Notice how energized and relaxed you feel in sunny warm (not hot) days as opposed to cloudy cold ones. Lack of sunshine can have a profound affect on mood. How? Sunlight stimulates the production of certain neurotransmitters, particularly serotonin and endorphins. That’s why on a cloudy day you tend to feel more sleepy. But day after day of no sun can result in depression from low levels. Sunlight is nature provided and a freely available antidepressant. Or your health care provider can prescribe SSRIs to give a boost in mood. For those who are affected, solutions include taking a trip (or move) to a predominately sunny locale or pop a happy pill.

However, taking a pill for cloudy depression may not go far enough. Besides mood elevation, the exposure to rays of sun offer other healthy benefits, the one you’ve likely heard about is vitamin D production. Yet, research indicates getting a little sun has some sort of positive affect on a variety of health conditions, such as respiratory infection, hypertensionpsoriasis, atopic dermatitis, lupus vulgaris, tuberculosis, localized scleroderma, cardiovascular disease, pain relief, fibromyalgia, asthma and several cancers.
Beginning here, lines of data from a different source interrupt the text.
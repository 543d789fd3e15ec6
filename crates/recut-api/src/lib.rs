//! HTTP control plane for the recut backend.

pub mod config;
pub mod error;
pub mod handlers;
pub mod metrics;
pub mod middleware;
pub mod routes;
pub mod state;

pub use config::ApiConfig;
pub use error::{ApiError, ApiResult};
pub use routes::create_router;
pub use state::AppState;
Some of these sunny impacts may or may not be related to vitamin D. But cloudy weather is no way to treat them.

Some folks predict a weather change is coming with uncanny accuracy. How? Because their joints tell them so. A change in pressure and dampness can affect arthritis and rheumatoid arthritis pain levels. And an air pressure drop is not the only direction that counts, I’ve been told by some a rise increases their arthralgia.

Temperature affects the circulation of oxygen and other nutrients. When you’re hot blood vessels expand to cool your body down. When cold they contract to hold heat for staying warm. In extreme heat oxygen and nutrient delivery is good, but some experience overheating illness because their natural cooling system is insufficient. (Add high humidity to high temperatures and most will have trouble cooling off.) Extreme cold can cause an oxygen insufficiency due to pre-existing poor circulation, putting you at risk for heart attack or stroke.
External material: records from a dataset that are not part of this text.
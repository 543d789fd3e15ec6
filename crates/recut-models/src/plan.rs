//! Plans: story arc, edit decision list, advisory payloads, warnings.

use chrono::{DateTime, Utc};
use schemars::JsonSchema;
use serde::{Deserialize, Serialize};
use std::fmt;
use uuid::Uuid;

use crate::media::MediaId;

/// Unique identifier for a plan.
#[derive(Debug, Clone, PartialEq, Eq, Hash, Serialize, Deserialize, JsonSchema)]
#[serde(transparent)]
pub struct PlanId(pub String);

impl PlanId {
    pub fn new() -> Self {
        Self(Uuid::new_v4().to_string())
    }

    pub fn from_string(s: impl Into<String>) -> Self {
        Self(s.into())
    }

    pub fn as_str(&self) -> &str {
        &self.0
    }
}

impl Default for PlanId {
    fn default() -> Self {
        Self::new()
    }
}

impl fmt::Display for PlanId {
    fn fmt(&self, f: &mut fmt::Formatter<'_>) -> fmt::Result {
        write!(f, "{}", self.0)
    }
}

/// How a plan was produced.
#[derive(Debug, Clone, Copy, PartialEq, Eq, Serialize, Deserialize, JsonSchema)]
#[serde(rename_all = "snake_case")]
pub enum PlanMode {
    Heuristic,
    Story,
}

/// Plan lifecycle: `Draft -> Validated -> {Rendering -> Rendered, Rejected}`.
#[derive(Debug, Clone, Copy, PartialEq, Eq, Serialize, Deserialize, JsonSchema, Default)]
#[serde(rename_all = "snake_case")]
pub enum PlanStatus {
    #[default]
    Draft,
    Validated,
    Rendering,
    Rendered,
    Rejected,
}

impl PlanStatus {
    pub fn as_str(&self) -> &'static str {
        match self {
            PlanStatus::Draft => "draft",
            PlanStatus::Validated => "validated",
            PlanStatus::Rendering => "rendering",
            PlanStatus::Rendered => "rendered",
            PlanStatus::Rejected => "rejected",
        }
    }
}

/// EDL segment kind. Only `Keep` contributes frames to the output.
#[derive(Debug, Clone, Copy, PartialEq, Eq, Serialize, Deserialize, JsonSchema)]
#[serde(rename_all = "lowercase")]
pub enum SegmentKind {
    Keep,
    Skip,
    Transition,
}

/// Transition effect hint. Hints are advisory; the renderer currently drops
/// transition segments, producing jump cuts.
#[derive(Debug, Clone, Copy, PartialEq, Eq, Serialize, Deserialize, JsonSchema)]
#[serde(rename_all = "lowercase")]
pub enum TransitionKind {
    Fade,
    Cut,
    Xfade,
}

/// One EDL entry on the source timeline.
#[derive(Debug, Clone, PartialEq, Serialize, Deserialize, JsonSchema)]
pub struct EdlSegment {
    pub start: f64,
    pub end: f64,
    pub kind: SegmentKind,
    #[serde(skip_serializing_if = "Option::is_none")]
    pub transition_kind: Option<TransitionKind>,
    #[serde(skip_serializing_if = "Option::is_none")]
    pub transition_duration: Option<f64>,
    #[serde(skip_serializing_if = "Option::is_none")]
    pub reason: Option<String>,
}

impl EdlSegment {
    pub fn keep(start: f64, end: f64) -> Self {
        Self {
            start,
            end,
            kind: SegmentKind::Keep,
            transition_kind: None,
            transition_duration: None,
            reason: None,
        }
    }

    pub fn duration(&self) -> f64 {
        self.end - self.start
    }
}

/// Narrative anchor points on the source timeline.
#[derive(Debug, Clone, Copy, PartialEq, Serialize, Deserialize, JsonSchema)]
pub struct StoryArc {
    pub hook_t: f64,
    pub climax_t: f64,
    pub resolution_t: f64,
}

impl StoryArc {
    pub fn is_ordered(&self) -> bool {
        self.hook_t < self.climax_t && self.climax_t < self.resolution_t
    }
}

#[derive(Debug, Clone, Copy, PartialEq, Eq, Serialize, Deserialize, JsonSchema)]
#[serde(rename_all = "lowercase")]
pub enum Importance {
    High,
    Medium,
    Low,
}

#[derive(Debug, Clone, Copy, PartialEq, Eq, Serialize, Deserialize, JsonSchema)]
#[serde(rename_all = "lowercase")]
pub enum ArcRole {
    Hook,
    Build,
    Climax,
    Resolution,
}

/// Advisory key moment identified by the planner.
#[derive(Debug, Clone, PartialEq, Serialize, Deserialize, JsonSchema)]
pub struct KeyMoment {
    pub start: f64,
    pub end: f64,
    pub importance: Importance,
    pub role: ArcRole,
    #[serde(skip_serializing_if = "Option::is_none")]
    pub reason: Option<String>,
}

/// Advisory transition between two points.
#[derive(Debug, Clone, PartialEq, Serialize, Deserialize, JsonSchema)]
pub struct TransitionHint {
    pub from: f64,
    pub to: f64,
    pub kind: String,
    #[serde(skip_serializing_if = "Option::is_none")]
    pub reason: Option<String>,
}

/// Advisory recommendation for the caller.
#[derive(Debug, Clone, PartialEq, Serialize, Deserialize, JsonSchema)]
pub struct Recommendation {
    pub message: String,
    #[serde(skip_serializing_if = "Option::is_none")]
    pub timestamp: Option<f64>,
    pub priority: Importance,
}

/// Validation warning kinds. Warnings never block rendering.
#[derive(Debug, Clone, Copy, PartialEq, Eq, Serialize, Deserialize, JsonSchema)]
#[serde(rename_all = "snake_case")]
pub enum WarningKind {
    CoverageOutOfBand,
    StoryArcInconsistent,
    SegmentsMerged,
    SegmentClipped,
    SegmentDropped,
}

#[derive(Debug, Clone, PartialEq, Serialize, Deserialize, JsonSchema)]
pub struct PlanWarning {
    pub kind: WarningKind,
    pub message: String,
}

impl PlanWarning {
    pub fn new(kind: WarningKind, message: impl Into<String>) -> Self {
        Self {
            kind,
            message: message.into(),
        }
    }
}

/// Model token usage recorded on story plans.
#[derive(Debug, Clone, Copy, Default, PartialEq, Serialize, Deserialize, JsonSchema)]
pub struct TokenUsage {
    pub prompt_tokens: u64,
    pub completion_tokens: u64,
}

/// A validated, renderable plan. Raw model output never reaches this type
/// without passing the validator.
#[derive(Debug, Clone, Serialize, Deserialize, JsonSchema)]
pub struct Plan {
    pub plan_id: PlanId,
    pub media_id: MediaId,
    pub mode: PlanMode,
    #[serde(default)]
    pub status: PlanStatus,

    #[serde(skip_serializing_if = "Option::is_none")]
    pub story_arc: Option<StoryArc>,
    pub edl: Vec<EdlSegment>,
    #[serde(default, skip_serializing_if = "Vec::is_empty")]
    pub key_moments: Vec<KeyMoment>,
    #[serde(default, skip_serializing_if = "Vec::is_empty")]
    pub transitions: Vec<TransitionHint>,
    #[serde(default, skip_serializing_if = "Vec::is_empty")]
    pub recommendations: Vec<Recommendation>,
    #[serde(default, skip_serializing_if = "Vec::is_empty")]
    pub warnings: Vec<PlanWarning>,

    /// Requested output length as a fraction of source duration
    #[serde(skip_serializing_if = "Option::is_none")]
    pub desired_length_pct: Option<f64>,

    /// Model identifier, for story plans
    #[serde(skip_serializing_if = "Option::is_none")]
    pub model: Option<String>,
    #[serde(skip_serializing_if = "Option::is_none")]
    pub token_usage: Option<TokenUsage>,

    pub created_at: DateTime<Utc>,
    pub updated_at: DateTime<Utc>,
}

impl Plan {
    /// Keep segments in EDL order.
    pub fn keep_segments(&self) -> impl Iterator<Item = &EdlSegment> {
        self.edl.iter().filter(|s| s.kind == SegmentKind::Keep)
    }

    /// Total duration of the Keep segments.
    pub fn total_keep(&self) -> f64 {
        self.keep_segments().map(EdlSegment::duration).sum()
    }
}

#[cfg(test)]
mod tests {
    use super::*;

    #[test]
    fn test_story_arc_ordering() {
        let arc = StoryArc {
            hook_t: 1.0,
            climax_t: 20.0,
            resolution_t: 28.0,
        };
        assert!(arc.is_ordered());

        let inverted = StoryArc {
            hook_t: 20.0,
            climax_t: 1.0,
            resolution_t: 28.0,
        };
        assert!(!inverted.is_ordered());
    }

    #[test]
    fn test_total_keep_ignores_skips() {
        let plan = Plan {
            plan_id: PlanId::new(),
            media_id: MediaId::new(),
            mode: PlanMode::Heuristic,
            status: PlanStatus::Validated,
            story_arc: None,
            edl: vec![
                EdlSegment::keep(2.0, 12.0),
                EdlSegment {
                    kind: SegmentKind::Skip,
                    ..EdlSegment::keep(12.0, 20.0)
                },
                EdlSegment::keep(20.0, 30.0),
            ],
            key_moments: Vec::new(),
            transitions: Vec::new(),
            recommendations: Vec::new(),
            warnings: Vec::new(),
            desired_length_pct: None,
            model: None,
            token_usage: None,
            created_at: Utc::now(),
            updated_at: Utc::now(),
        };
        assert!((plan.total_keep() - 20.0).abs() < 1e-9);
    }

    #[test]
    fn test_segment_kind_wire_format() {
        assert_eq!(
            serde_json::to_string(&SegmentKind::Keep).unwrap(),
            "\"keep\""
        );
        let seg: EdlSegment =
            serde_json::from_str(r#"{"start": 1.0, "end": 2.0, "kind": "transition"}"#).unwrap();
        assert_eq!(seg.kind, SegmentKind::Transition);
    }
}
Windy and dry is an allergy sufferers least favorable weather condition. Dryness allows airborne allergens (pollen, aerosol) to take flight and wind transports them up your nose. Some sensitive folks wear a disposable mask or take an anti-histamine on these days in an effort to reduce extent of sinusitis.

Certain weather changes can trigger headaches. Personally, a quick barometric pressure change can bring one on. For others, high temperature or humidity are the instigating variables for a headache.

Thunder and lightning can really get the heart pumping from an adrenaline rush. Response from an electric storm causes some to become energetic, while others just fearful.

Weather can trigger real uncomfortable affects for some. Moving (as in exercise or relocate) may be your best way out.